__Task goal__
Give again, exactly, every line of the entries below from the one that has "assert!(db.list_user_skills(&owner).unwrap().is_empty());" to the last.

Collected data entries
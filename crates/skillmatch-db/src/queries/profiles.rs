use crate::Database;
use crate::models::{BadgeRow, ProfileRow, SkillRow, UserBadgeRow, UserSkillRow};
use anyhow::Result;
use rusqlite::{OptionalExtension, types::ToSql};

impl Database {
    pub fn get_profile(&self, user_id: &str) -> Result<Option<ProfileRow>> {
        self.with_conn(|conn| {
            let mut stmt = conn.prepare(
                "SELECT id, full_name, bio, year, major FROM profiles WHERE id = ?1",
            )?;
            let row = stmt.query_row([user_id], map_profile).optional()?;
            Ok(row)
        })
    }

    /// Upsert keyed by identity id — the only write path for profiles.
    pub fn upsert_profile(
        &self,
        user_id: &str,
        full_name: &str,
        bio: &str,
        year: &str,
        major: &str,
    ) -> Result<()> {
        self.with_conn(|conn| {
            conn.execute(
                "INSERT INTO profiles (id, full_name, bio, year, major)
                 VALUES (?1, ?2, ?3, ?4, ?5)
                 ON CONFLICT(id) DO UPDATE SET
                    full_name = excluded.full_name,
                    bio = excluded.bio,
                    year = excluded.year,
                    major = excluded.major,
                    updated_at = datetime('now')",
                (user_id, full_name, bio, year, major),
            )?;
            Ok(())
        })
    }

    /// The student directory: every profile except the caller's own.
    pub fn list_profiles_except(&self, user_id: &str) -> Result<Vec<ProfileRow>> {
        self.with_conn(|conn| {
            let mut stmt = conn.prepare(
                "SELECT id, full_name, bio, year, major FROM profiles
                 WHERE id != ?1
                 ORDER BY full_name",
            )?;
            let rows = stmt
                .query_map([user_id], map_profile)?
                .collect::<std::result::Result<Vec<_>, _>>()?;
            Ok(rows)
        })
    }

    // -- Skills --

    pub fn list_skills(&self) -> Result<Vec<SkillRow>> {
        self.with_conn(|conn| {
            let mut stmt = conn.prepare("SELECT id, name FROM skills ORDER BY name")?;
            let rows = stmt
                .query_map([], |row| {
                    Ok(SkillRow {
                        id: row.get(0)?,
                        name: row.get(1)?,
                    })
                })?
                .collect::<std::result::Result<Vec<_>, _>>()?;
            Ok(rows)
        })
    }

    pub fn skill_exists(&self, skill_id: &str) -> Result<bool> {
        self.with_conn(|conn| {
            let found: Option<i64> = conn
                .query_row("SELECT 1 FROM skills WHERE id = ?1", [skill_id], |row| {
                    row.get(0)
                })
                .optional()?;
            Ok(found.is_some())
        })
    }

    pub fn has_user_skill(&self, user_id: &str, skill_id: &str) -> Result<bool> {
        self.with_conn(|conn| {
            let found: Option<i64> = conn
                .query_row(
                    "SELECT 1 FROM user_skills WHERE user_id = ?1 AND skill_id = ?2",
                    [user_id, skill_id],
                    |row| row.get(0),
                )
                .optional()?;
            Ok(found.is_some())
        })
    }

    pub fn add_user_skill(
        &self,
        id: &str,
        user_id: &str,
        skill_id: &str,
        proficiency: &str,
    ) -> Result<()> {
        self.with_conn(|conn| {
            conn.execute(
                "INSERT INTO user_skills (id, user_id, skill_id, proficiency)
                 VALUES (?1, ?2, ?3, ?4)",
                (id, user_id, skill_id, proficiency),
            )?;
            Ok(())
        })
    }

    /// Removes a user-skill pairing. The owning user only; returns whether
    /// a row was deleted.
    pub fn remove_user_skill(&self, user_skill_id: &str, user_id: &str) -> Result<bool> {
        self.with_conn(|conn| {
            let n = conn.execute(
                "DELETE FROM user_skills WHERE id = ?1 AND user_id = ?2",
                [user_skill_id, user_id],
            )?;
            Ok(n > 0)
        })
    }

    pub fn list_user_skills(&self, user_id: &str) -> Result<Vec<UserSkillRow>> {
        self.list_user_skills_for(std::slice::from_ref(&user_id.to_string()))
    }

    /// Batch-fetch skills for a set of users in a single query.
    pub fn list_user_skills_for(&self, user_ids: &[String]) -> Result<Vec<UserSkillRow>> {
        if user_ids.is_empty() {
            return Ok(vec![]);
        }

        self.with_conn(|conn| {
            let sql = format!(
                "SELECT us.id, us.user_id, us.skill_id, s.name, us.proficiency
                 FROM user_skills us
                 JOIN skills s ON s.id = us.skill_id
                 WHERE us.user_id IN ({})
                 ORDER BY s.name",
                placeholders(user_ids.len())
            );

            let mut stmt = conn.prepare(&sql)?;
            let params: Vec<&dyn ToSql> = user_ids.iter().map(|id| id as &dyn ToSql).collect();
            let rows = stmt
                .query_map(params.as_slice(), |row| {
                    Ok(UserSkillRow {
                        id: row.get(0)?,
                        user_id: row.get(1)?,
                        skill_id: row.get(2)?,
                        skill_name: row.get(3)?,
                        proficiency: row.get(4)?,
                    })
                })?
                .collect::<std::result::Result<Vec<_>, _>>()?;
            Ok(rows)
        })
    }

    // -- Badges --

    pub fn list_badges(&self) -> Result<Vec<BadgeRow>> {
        self.with_conn(|conn| {
            let mut stmt =
                conn.prepare("SELECT id, name, description, icon FROM badges ORDER BY name")?;
            let rows = stmt
                .query_map([], |row| {
                    Ok(BadgeRow {
                        id: row.get(0)?,
                        name: row.get(1)?,
                        description: row.get(2)?,
                        icon: row.get(3)?,
                    })
                })?
                .collect::<std::result::Result<Vec<_>, _>>()?;
            Ok(rows)
        })
    }

    pub fn list_user_badges(&self, user_id: &str) -> Result<Vec<UserBadgeRow>> {
        self.list_user_badges_for(std::slice::from_ref(&user_id.to_string()))
    }

    /// Batch-fetch earned badges for a set of users in a single query.
    pub fn list_user_badges_for(&self, user_ids: &[String]) -> Result<Vec<UserBadgeRow>> {
        if user_ids.is_empty() {
            return Ok(vec![]);
        }

        self.with_conn(|conn| {
            let sql = format!(
                "SELECT ub.id, ub.user_id, ub.badge_id, b.name, b.description, b.icon, ub.earned_at
                 FROM user_badges ub
                 JOIN badges b ON b.id = ub.badge_id
                 WHERE ub.user_id IN ({})
                 ORDER BY ub.earned_at",
                placeholders(user_ids.len())
            );

            let mut stmt = conn.prepare(&sql)?;
            let params: Vec<&dyn ToSql> = user_ids.iter().map(|id| id as &dyn ToSql).collect();
            let rows = stmt
                .query_map(params.as_slice(), |row| {
                    Ok(UserBadgeRow {
                        id: row.get(0)?,
                        user_id: row.get(1)?,
                        badge_id: row.get(2)?,
                        name: row.get(3)?,
                        description: row.get(4)?,
                        icon: row.get(5)?,
                        earned_at: row.get(6)?,
                    })
                })?
                .collect::<std::result::Result<Vec<_>, _>>()?;
            Ok(rows)
        })
    }
}

fn map_profile(row: &rusqlite::Row<'_>) -> std::result::Result<ProfileRow, rusqlite::Error> {
    Ok(ProfileRow {
        id: row.get(0)?,
        full_name: row.get(1)?,
        bio: row.get(2)?,
        year: row.get(3)?,
        major: row.get(4)?,
    })
}

pub(crate) fn placeholders(n: usize) -> String {
    (1..=n)
        .map(|i| format!("?{i}"))
        .collect::<Vec<_>>()
        .join(", ")
}

#[cfg(test)]
mod tests {
    use crate::Database;
    use crate::test_util::{seed_student, seed_user};
    use uuid::Uuid;

    #[test]
    fn upsert_profile_inserts_then_updates() {
        let db = Database::open_in_memory().unwrap();
        let id = seed_user(&db, "a@campus.edu");

        db.upsert_profile(&id, "Ada Lovelace", "first programmer", "senior", "CS")
            .unwrap();
        let p = db.get_profile(&id).unwrap().unwrap();
        assert_eq!(p.full_name, "Ada Lovelace");

        db.upsert_profile(&id, "Ada King", "first programmer", "senior", "CS")
            .unwrap();
        let p = db.get_profile(&id).unwrap().unwrap();
        assert_eq!(p.full_name, "Ada King");
    }

    #[test]
    fn directory_excludes_the_caller() {
        let db = Database::open_in_memory().unwrap();
        let me = seed_student(&db, "me@campus.edu", "Me");
        seed_student(&db, "a@campus.edu", "Ada");
        seed_student(&db, "b@campus.edu", "Brian");

        let students = db.list_profiles_except(&me).unwrap();
        assert_eq!(students.len(), 2);
        assert!(students.iter().all(|s| s.id != me));
    }

    #[test]
    fn duplicate_user_skill_pairing_is_rejected() {
        let db = Database::open_in_memory().unwrap();
        let id = seed_user(&db, "a@campus.edu");
        let rust = "00000000-0000-0000-0000-000000000104";

        db.add_user_skill(&Uuid::new_v4().to_string(), &id, rust, "beginner")
            .unwrap();
        assert!(db.has_user_skill(&id, rust).unwrap());
        assert!(
            db.add_user_skill(&Uuid::new_v4().to_string(), &id, rust, "advanced")
                .is_err()
        );
    }

    #[test]
    fn remove_user_skill_is_owner_scoped() {
        let db = Database::open_in_memory().unwrap();
        let owner = seed_user(&db, "a@campus.edu");
        let other = seed_user(&db, "b@campus.edu");
        let rust = "00000000-0000-0000-0000-000000000104";

        let us_id = Uuid::new_v4().to_string();
        db.add_user_skill(&us_id, &owner, rust, "intermediate").unwrap();

        assert!(!db.remove_user_skill(&us_id, &other).unwrap());
        assert!(db.remove_user_skill(&us_id, &owner).unwrap());
        assert!(db.list_user_skills(&owner).unwrap().is_empty());
    }
}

__Response__
        assert!(db.list_user_skills(&owner).unwrap().is_empty());
    }
}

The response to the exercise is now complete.